Escola Politécnica da Universidade de São Paulo (Poli-USP) lançou a Plataforma Digital da Sociedade Autista, um laboratório de inclusão voltado a pessoas neurodivergentes, no campus paulistano, em setembro de 2026. O projeto reúne pesquisa e inovação para criar tecnologias que facilitem a rotina dos autistas.
Cinquenta alunos autistas, de três níveis de necessidade de suporte, ingressaram no curso de capacitação para o mercado de trabalho oferecido como extensão universitária. Eles utilizam inteligência artificial, planilhas e outras ferramentas digitais. O programa termina no final de setembro e os participantes já contratados por empresas parceiras terão acompanhamento por três meses.
Renata Borga Casella, 30, formada em biomedicina, lidera a oficina de tecnologia. Ela afirmou: “Gostei muito de aprender PowerPoint, Excel e a mexer no Gemini.” A experiência visa orientá‑la para uma transição profissional rumo à área de tecnologia.

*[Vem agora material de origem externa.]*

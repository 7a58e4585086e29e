//! Single-item downloader with streamed writes and a raw-URL fallback.

use async_trait::async_trait;
use futures_util::StreamExt;
use parking_lot::Mutex;
use reqwest::Client;
use std::collections::HashSet;
use std::path::PathBuf;
use std::sync::Arc;
use tokio::fs::File;
use tokio::io::AsyncWriteExt;
use tracing::{info, warn};

use crate::core::history::HistoryStore;
use crate::core::models::{AppError, AppResult, DownloadOutcome, VideoItem};
use crate::utils::file_utils::{extension_from_url, format_bytes};

/// Seam for the batch controller; production code uses [`ItemDownloader`],
/// tests substitute a mock.
#[async_trait]
pub trait VideoDownloader: Send + Sync {
    async fn download(
        &self,
        item: &VideoItem,
        history: &mut HistoryStore,
    ) -> AppResult<DownloadOutcome>;
}

/// Ids with a download currently in flight, shared with any surface that
/// wants to render a "processing" marker.
pub type ProcessingSet = Arc<Mutex<HashSet<u64>>>;

/// Removes the id from the processing set on every exit path, including
/// early returns and panics.
struct ProcessingGuard {
    set: ProcessingSet,
    id: u64,
}

impl ProcessingGuard {
    fn mark(set: &ProcessingSet, id: u64) -> Self {
        set.lock().insert(id);
        Self {
            set: Arc::clone(set),
            id,
        }
    }
}

impl Drop for ProcessingGuard {
    fn drop(&mut self) {
        self.set.lock().remove(&self.id);
    }
}

pub struct ItemDownloader {
    client: Client,
    output_dir: PathBuf,
    processing: ProcessingSet,
}

impl ItemDownloader {
    pub fn new(output_dir: impl Into<PathBuf>) -> Self {
        Self {
            client: Client::new(),
            output_dir: output_dir.into(),
            processing: Arc::new(Mutex::new(HashSet::new())),
        }
    }

    /// Handle for UI surfaces that render in-flight markers.
    pub fn processing(&self) -> ProcessingSet {
        Arc::clone(&self.processing)
    }

    pub fn is_processing(&self, id: u64) -> bool {
        self.processing.lock().contains(&id)
    }

    /// Deterministic local filename for one asset.
    pub fn filename_for(id: u64, url: &str) -> String {
        format!("pixabay-{}-full.{}", id, extension_from_url(url))
    }

    async fn save_variant(&self, id: u64, url: &str) -> AppResult<PathBuf> {
        let response = self.client.get(url).send().await?;
        let status = response.status();
        if !status.is_success() {
            return Err(AppError::ServerError(status.as_u16()));
        }

        tokio::fs::create_dir_all(&self.output_dir).await?;
        let path = self.output_dir.join(Self::filename_for(id, url));

        let mut file = File::create(&path).await?;
        let mut stream = response.bytes_stream();
        let mut written = 0u64;

        while let Some(chunk) = stream.next().await {
            let chunk = chunk?;
            written += chunk.len() as u64;
            file.write_all(&chunk).await?;
        }

        file.flush().await?;
        info!(
            video = id,
            size = %format_bytes(written),
            path = %path.display(),
            "download saved"
        );

        Ok(path)
    }
}

#[async_trait]
impl VideoDownloader for ItemDownloader {
    /// Download the best rendition of `item`.
    ///
    /// Primary path: stream the payload to disk and mark history. Fallback
    /// path: any fetch or write failure degrades to handing the raw asset
    /// URL back to the caller; that path does not mark history.
    async fn download(
        &self,
        item: &VideoItem,
        history: &mut HistoryStore,
    ) -> AppResult<DownloadOutcome> {
        let variant = item
            .videos
            .best()
            .ok_or(AppError::NoPlayableVariant(item.id))?;

        let _guard = ProcessingGuard::mark(&self.processing, item.id);

        match self.save_variant(item.id, &variant.url).await {
            Ok(path) => {
                history.mark_downloaded(item.id)?;
                Ok(DownloadOutcome::Saved { path })
            }
            Err(err) => {
                warn!(
                    video = item.id,
                    error = %err,
                    "fetch failed, falling back to the raw asset URL"
                );
                Ok(DownloadOutcome::Fallback {
                    url: variant.url.clone(),
                })
            }
        }
    }
}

Emanuel Santana, professor e pesquisador colaborador da Poli, desenvolveu o Adapte Board, modelo nacional de prancha de comunicação aumentativa e alternativa. O recurso pode ser baixado gratuitamente para smartphones e computadores, permitindo personalização e envio de mensagens. Segundo o pesquisador, “A gente coloca a acessibilidade na palma da mão da pessoa, no dispositivo que ela já tem. Foi pensando para ter perenidade e ser muito mais sustentável que os modelos importados”.
Eduardo Mancebo, arquiteto formado pela FAU-USP e especialista em orientação prática de indivíduos no espectro, apoiou Lucas Felipe Pereira Domingues, estudante de engenharia da computação, na criação de um dispositivo baseado em IA que auxilia autistas a compor músicas. O algoritmo gera áudio em cerca de dois minutos; para reduzir a ansiedade, a tela de espera inclui um jogo de estourar bolhas e um guia de respiração.
Jorge Luis Risco Becerra, professor da Poli e responsável pela iniciativa, destacou que o projeto transforma alunos em cidadãos que pensam em soluções sociais. Ele explicou que gerar impacto permite que o estudante contribua para a sociedade desde a formação.
Alunos da disciplina de circuitos digitais foram desafiados a desenvolver tecnologias úteis ao cotidiano da população autista. No meio do ano, apresentaram 24 novidades em uma feira de conhecimento, entre elas a pulseira SensiLogic, que monitora batimentos cardíacos e converte sinais de estresse em alertas visuais, e o dispositivo Aces, que identifica frequências sonoras incômodas. Também foram lançados os sistemas Expressa e LiteralMente, que facilitam comunicação não verbal, e o Aventura Financeira, tabuleiro eletrônico que ensina escolhas econômicas.
O laboratório funciona como extensão universitária gratuita, aberto a estudantes da comunidade e a empresas parceiras que contratam os formados. A iniciativa reforça a conexão entre a academia e o mercado de trabalho, ampliando oportunidades para autistas e contribuindo para a inclusão social.